Fulton Commission Chairman Robb Pitts said that the pipe burst at 6:07 a.m. and was repaired within two hours. The burst pipe wasn’t mentioned by county officials during a 10 a.m. press conference.
One Georgia resident, attorney Paul J. Dzikowski, attempted to obtain more information on the reported water main break in Atlanta. He sent a letter to and requested any information related to the water main break under the Georgia Open Records Act. This is what he wrote in his request:
Please accept this correspondence (and the attached letter) as a request for production and inspection of records under the Georgia Open Records Act, O.C.G.A. § 50-18-70, et seq. (the “Act”). Please produce, for inspection and copying, the following records:
• ALL “Public records” related to the burst pipe at State Farm Arena that occurred on or about November 3, 2020, which impacted the counting of ballots by Fulton County authorities, including and not limited to internal and external communications with any person(s), communications with Fulton Co. Board of Registrations and Elections, memoranda, notes, work orders, requisitions, invoices, repair records, and all other public records.

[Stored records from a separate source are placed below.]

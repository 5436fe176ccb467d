use crate::domain::model::{round_to, CorrectionDetails, CorrectionMethod, CorrectionResult, Coordinate};
use crate::domain::ports::Projection;
use crate::engine::geodesy::{distance_m, harness_score};
use crate::engine::model_store::{ModelBundle, ModelStore};
use crate::engine::projection::KoreaTm;
use crate::utils::error::PredictorError;
use serde::Serialize;
use std::sync::Arc;

/// 預測座標修正向量。
///
/// 決策順序：ML 模型 → EPSG:5179 投影往返 → 原座標。
/// 任何失敗都只會降低信心值，不會回傳錯誤。
/// 輸入座標須由呼叫端先檢查是否在韓國範圍內。
pub struct InferenceEngine<P: Projection = KoreaTm> {
    store: Arc<ModelStore>,
    projection: P,
}

impl InferenceEngine<KoreaTm> {
    pub fn new(store: Arc<ModelStore>) -> Self {
        Self::with_projection(store, KoreaTm::epsg5179())
    }
}

impl<P: Projection> InferenceEngine<P> {
    pub fn with_projection(store: Arc<ModelStore>, projection: P) -> Self {
        Self { store, projection }
    }

    pub fn model_store(&self) -> &ModelStore {
        &self.store
    }

    pub fn projection(&self) -> &P {
        &self.projection
    }

    pub fn predict_offset(&self, point: Coordinate) -> CorrectionResult {
        if let Some(bundle) = self.store.get_bundle() {
            match predict_with_bundle(&bundle, point) {
                Ok(result) => return result,
                Err(e) => tracing::error!("ML inference failed, falling back to projection: {}", e),
            }
        }
        self.fallback(point)
    }

    fn fallback(&self, point: Coordinate) -> CorrectionResult {
        let round_trip = self
            .projection
            .forward(point)
            .and_then(|projected| Ok((projected, self.projection.inverse(projected)?)));

        match round_trip {
            Ok((projected, back)) => CorrectionResult::projected(back, projected.x, projected.y),
            Err(e) => {
                tracing::error!("Projection fallback failed: {}", e);
                CorrectionResult::identity(point, e.to_string())
            }
        }
    }

    /// 修正後再與原座標比較，回報位移距離與 harness 分數
    pub fn verify_location(&self, point: Coordinate, poi_name: &str) -> LocationCheck {
        let correction = self.predict_offset(point);
        let offset = distance_m(point, correction.corrected);
        LocationCheck {
            poi_name: poi_name.to_string(),
            original: point,
            corrected: correction.corrected,
            method: correction.method,
            confidence: correction.confidence,
            offset_distance_m: round_to(offset, 2),
            harness_score: harness_score(offset),
        }
    }
}

fn predict_with_bundle(
    bundle: &ModelBundle,
    point: Coordinate,
) -> Result<CorrectionResult, PredictorError> {
    let features = bundle.feature_vector(point);
    if features.len() != bundle.feature_columns.len() {
        return Err(PredictorError::ShapeMismatch {
            expected: bundle.feature_columns.len(),
            actual: features.len(),
        });
    }

    let delta_lng = bundle.predictor_lng.predict(&features)?;
    let delta_lat = bundle.predictor_lat.predict(&features)?;
    let corrected = point.offset(delta_lat, delta_lng);
    let confidence = (1.0 - (bundle.rmse_lng + bundle.rmse_lat) / 2.0)
        .max(0.5)
        .min(1.0);

    Ok(CorrectionResult::ml(
        corrected,
        confidence,
        CorrectionDetails::Ml {
            delta_lng: round_to(delta_lng, 8),
            delta_lat: round_to(delta_lat, 8),
            model_rmse_lng: bundle.rmse_lng,
            model_rmse_lat: bundle.rmse_lat,
            n_training_samples: bundle.sample_count,
            gpu_trained: bundle.gpu_trained,
        },
    ))
}

#[derive(Debug, Clone, PartialEq, Serialize)]
pub struct LocationCheck {
    pub poi_name: String,
    pub original: Coordinate,
    pub corrected: Coordinate,
    pub method: CorrectionMethod,
    pub confidence: f64,
    pub offset_distance_m: f64,
    pub harness_score: u8,
}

This request is intended to be as comprehensive as possible and should be interpreted as broadly as the law allows, in accordance with the Act, and shall encompass records in paper form and any electronic and digital format. I look forward to your prompt response as soon as the records are available for inspection and copying but in no event more than three (3) business days following your receipt of this request, as required by the Act.
In response the only public records generated as a result of the alleged “burst pipe” that halted the counting of ballots in Atlanta (Fulton Co.) were a few text messages. These messages were with the Sr. Vice President of the Atlanta Hawks, Geoffrey Stiles, who called it a “slow leak” that was “contained quickly,” and he said the entire thing was “highly exaggerated.”

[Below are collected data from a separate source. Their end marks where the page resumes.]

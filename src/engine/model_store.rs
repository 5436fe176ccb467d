//! 模型檔的延遲載入與熱重載。
//!
//! `get_bundle` 每次都檢查檔案的修改時間：未變則回傳快取，變了就重新反序列化並整個換掉。
//! 讀者拿到的是 `Arc<ModelBundle>`，重載只替換指標，不會改動已發出的 bundle。

use crate::domain::model::{Anchor, Coordinate};
use crate::engine::predictor::Predictor;
use crate::engine::triangulation::{anchor_features, ANCHOR_MARKER_COLUMN};
use crate::utils::error::{GeoError, Result};
use serde::{Deserialize, Serialize};
use std::io::ErrorKind;
use std::path::{Path, PathBuf};
use std::sync::{Arc, RwLock};
use std::time::SystemTime;

/// 模型檔的磁碟格式（JSON）
#[derive(Debug, Clone, Serialize, Deserialize)]
pub struct ModelArtifact {
    pub model_x: Predictor,
    pub model_y: Predictor,
    pub feature_cols: Vec<String>,
    #[serde(default)]
    pub anchors: Vec<Anchor>,
    pub n_samples: u64,
    pub rmse_x: f64,
    pub rmse_y: f64,
    #[serde(default)]
    pub gpu_trained: Option<bool>,
    #[serde(default)]
    pub method: Option<String>,
}

impl ModelArtifact {
    pub fn from_slice(bytes: &[u8]) -> Result<Self> {
        let artifact: ModelArtifact = serde_json::from_slice(bytes)?;
        artifact.check()?;
        Ok(artifact)
    }

    fn check(&self) -> Result<()> {
        if self.feature_cols.is_empty() {
            return Err(GeoError::ModelError {
                message: "feature_cols is empty".to_string(),
            });
        }
        if !self.rmse_x.is_finite() || !self.rmse_y.is_finite() {
            return Err(GeoError::ModelError {
                message: "rmse_x / rmse_y must be finite".to_string(),
            });
        }
        Ok(())
    }
}

#[derive(Debug, Clone)]
pub struct ModelBundle {
    pub predictor_lng: Predictor,
    pub predictor_lat: Predictor,
    pub feature_columns: Vec<String>,
    pub anchors: Vec<Anchor>,
    pub sample_count: u64,
    pub rmse_lng: f64,
    pub rmse_lat: f64,
    pub gpu_trained: Option<bool>,
    pub method: Option<String>,
    pub source_mtime: SystemTime,
}

impl ModelBundle {
    pub fn from_artifact(artifact: ModelArtifact, source_mtime: SystemTime) -> Self {
        Self {
            predictor_lng: artifact.model_x,
            predictor_lat: artifact.model_y,
            feature_columns: artifact.feature_cols,
            anchors: artifact.anchors,
            sample_count: artifact.n_samples,
            rmse_lng: artifact.rmse_x,
            rmse_lat: artifact.rmse_y,
            gpu_trained: artifact.gpu_trained,
            method: artifact.method,
            source_mtime,
        }
    }

    /// 以錨點特徵訓練的模型才會宣告 `anchor1_dist`
    pub fn uses_anchor_features(&self) -> bool {
        self.feature_columns
            .iter()
            .any(|c| c == ANCHOR_MARKER_COLUMN)
    }

    /// `[lat, lng]`，若模型宣告錨點欄位再接上六個三角定位特徵
    pub fn feature_vector(&self, point: Coordinate) -> Vec<f64> {
        let mut features = vec![point.lat(), point.lng()];
        if self.uses_anchor_features() {
            features.extend_from_slice(&anchor_features(point, &self.anchors));
        }
        features
    }
}

#[derive(Debug, Clone, PartialEq, Serialize)]
pub struct ModelStatus {
    pub loaded: bool,
    pub path: String,
    pub features: Vec<String>,
    pub rmse_lng: Option<f64>,
    pub rmse_lat: Option<f64>,
    pub n_samples: Option<u64>,
    pub gpu_trained: Option<bool>,
    pub method: Option<String>,
    pub fallback: Option<String>,
}

/// 目前的 ModelBundle 的唯一擁有者。多個請求可同時呼叫；
/// 兩個請求同時發現新檔案時各自重載一次，最後寫入者生效。
#[derive(Debug)]
pub struct ModelStore {
    path: PathBuf,
    current: RwLock<Option<Arc<ModelBundle>>>,
}

impl ModelStore {
    pub fn new(path: impl Into<PathBuf>) -> Self {
        Self {
            path: path.into(),
            current: RwLock::new(None),
        }
    }

    pub fn path(&self) -> &Path {
        &self.path
    }

    /// 回傳目前可用的模型；沒有模型檔或載入失敗時回傳 `None`
    pub fn get_bundle(&self) -> Option<Arc<ModelBundle>> {
        let mtime = match std::fs::metadata(&self.path) {
            Ok(meta) => match meta.modified() {
                Ok(mtime) => mtime,
                Err(e) => {
                    tracing::error!("Cannot read mtime of {}: {}", self.path.display(), e);
                    return None;
                }
            },
            Err(e) if e.kind() == ErrorKind::NotFound => {
                if self.swap(None).is_some() {
                    tracing::warn!(
                        "⚠️ Model artifact {} removed, clearing cache and falling back to projection",
                        self.path.display()
                    );
                }
                return None;
            }
            Err(e) => {
                tracing::error!("Cannot stat model artifact {}: {}", self.path.display(), e);
                return None;
            }
        };

        if let Some(bundle) = self.snapshot() {
            if bundle.source_mtime == mtime {
                return Some(bundle);
            }
        }

        match Self::load_artifact(&self.path) {
            Ok(artifact) => {
                let bundle = Arc::new(ModelBundle::from_artifact(artifact, mtime));
                tracing::info!(
                    "✅ Model loaded from {} (samples: {})",
                    self.path.display(),
                    bundle.sample_count
                );
                tracing::info!("   Features: {:?}", bundle.feature_columns);
                tracing::info!(
                    "   RMSE: lng={:.6}, lat={:.6}",
                    bundle.rmse_lng,
                    bundle.rmse_lat
                );
                self.swap(Some(Arc::clone(&bundle)));
                Some(bundle)
            }
            Err(e) => {
                tracing::error!("❌ Failed to load model {}: {}", self.path.display(), e);
                None
            }
        }
    }

    /// 健康檢查用的模型狀態
    pub fn status(&self) -> ModelStatus {
        let path = self.path.display().to_string();
        match self.get_bundle() {
            Some(bundle) => ModelStatus {
                loaded: true,
                path,
                features: bundle.feature_columns.clone(),
                rmse_lng: Some(bundle.rmse_lng),
                rmse_lat: Some(bundle.rmse_lat),
                n_samples: Some(bundle.sample_count),
                gpu_trained: bundle.gpu_trained,
                method: bundle.method.clone(),
                fallback: None,
            },
            None => ModelStatus {
                loaded: false,
                path,
                features: Vec::new(),
                rmse_lng: None,
                rmse_lat: None,
                n_samples: None,
                gpu_trained: None,
                method: None,
                fallback: Some("projection".to_string()),
            },
        }
    }

    fn load_artifact(path: &Path) -> Result<ModelArtifact> {
        let bytes = std::fs::read(path)?;
        ModelArtifact::from_slice(&bytes)
    }

    fn snapshot(&self) -> Option<Arc<ModelBundle>> {
        self.current
            .read()
            .unwrap_or_else(|poisoned| poisoned.into_inner())
            .clone()
    }

    fn swap(&self, next: Option<Arc<ModelBundle>>) -> Option<Arc<ModelBundle>> {
        let mut guard = self
            .current
            .write()
            .unwrap_or_else(|poisoned| poisoned.into_inner());
        std::mem::replace(&mut *guard, next)
    }
}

No repair orders or work orders or invoices from a plumber associated with this “burst pipe” were provided. Nothing.
Dzikowski also filed a similar request with the Fulton County Board of Registrations and Elections which resulted in no records being located per their response.
What really happened on election night in Atlanta and what was the real reason they stopped counting tens of thousands of absentee votes until the next day?

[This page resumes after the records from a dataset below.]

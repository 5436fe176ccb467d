use clap::{Parser, Subcommand};
use std::path::PathBuf;

#[derive(Debug, Parser)]
#[command(name = "geoharness")]
#[command(about = "Map-offset correction and cross-source POI verification for Korea")]
pub struct Cli {
    /// Path to TOML configuration file (built-in defaults when omitted)
    #[arg(short, long, global = true)]
    pub config: Option<PathBuf>,

    /// Enable verbose output
    #[arg(short, long, global = true)]
    pub verbose: bool,

    /// Emit logs as JSON lines
    #[arg(long, global = true)]
    pub json_logs: bool,

    #[command(subcommand)]
    pub command: Command,
}

#[derive(Debug, Subcommand)]
pub enum Command {
    /// Predict the correction vector for a WGS84 point
    Predict {
        #[arg(long)]
        lat: f64,
        #[arg(long)]
        lng: f64,
    },

    /// Correct a point and report the offset distance and harness score
    Verify {
        #[arg(long)]
        lat: f64,
        #[arg(long)]
        lng: f64,
        #[arg(long, default_value = "")]
        name: String,
    },

    /// Show whether a model artifact is loaded
    ModelStatus,

    /// EPSG:5179 round trip plus refinement against the matching landmark
    Transform {
        #[arg(long)]
        lat: f64,
        #[arg(long)]
        lng: f64,
        /// Skip the reasoning-service refinement
        #[arg(long)]
        no_harness: bool,
    },

    /// Refine a point toward an explicit ground truth
    Refine {
        #[arg(long)]
        lat: f64,
        #[arg(long)]
        lng: f64,
        #[arg(long)]
        truth_lat: f64,
        #[arg(long)]
        truth_lng: f64,
        #[arg(long, default_value = "CLI Request Point")]
        label: String,
        /// Override reasoning.max_iterations
        #[arg(long)]
        max_iterations: Option<u32>,
    },

    /// Classify whether a place still exists using a competing-source candidate
    Classify {
        #[arg(long)]
        name: String,
        #[arg(long)]
        lat: f64,
        #[arg(long)]
        lng: f64,
        /// Competing-source title; omit to classify as absent
        #[arg(long)]
        candidate_title: Option<String>,
        #[arg(long, requires = "candidate_lng")]
        candidate_lat: Option<f64>,
        #[arg(long, requires = "candidate_lat")]
        candidate_lng: Option<f64>,
    },

    /// Evaluate the landmark set without calling the reasoning service
    Batch {
        /// Overrides data.landmarks_path
        #[arg(long)]
        landmarks: Option<PathBuf>,
    },

    /// Show the triangulation features of a point against an anchor CSV
    Features {
        #[arg(long)]
        lat: f64,
        #[arg(long)]
        lng: f64,
        /// Overrides data.anchors_path
        #[arg(long)]
        anchors: Option<PathBuf>,
    },
}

Sidney Powell seems to have video evidence of the whole situation.
She has released what she called ‘the Kraken’ – two lawsuits alleging ‘massive voter fraud’ in the presidential election.
She published a 104-page document detailing allegations about Georgia and a 75-page document looking at Michigan on Wednesday night, calling for the election results to be decertified, Trump to be declared the winner and voting machines to be impounded.
On page 8 of the Georgia filing, she dropped a huge bombshell.
Powell states that there is a video of unsupervised election workers unchallenged working on the computers!
Don’t these low IQ poll workers realize their political leanings just got them facing felony charges which may include sedition and treason?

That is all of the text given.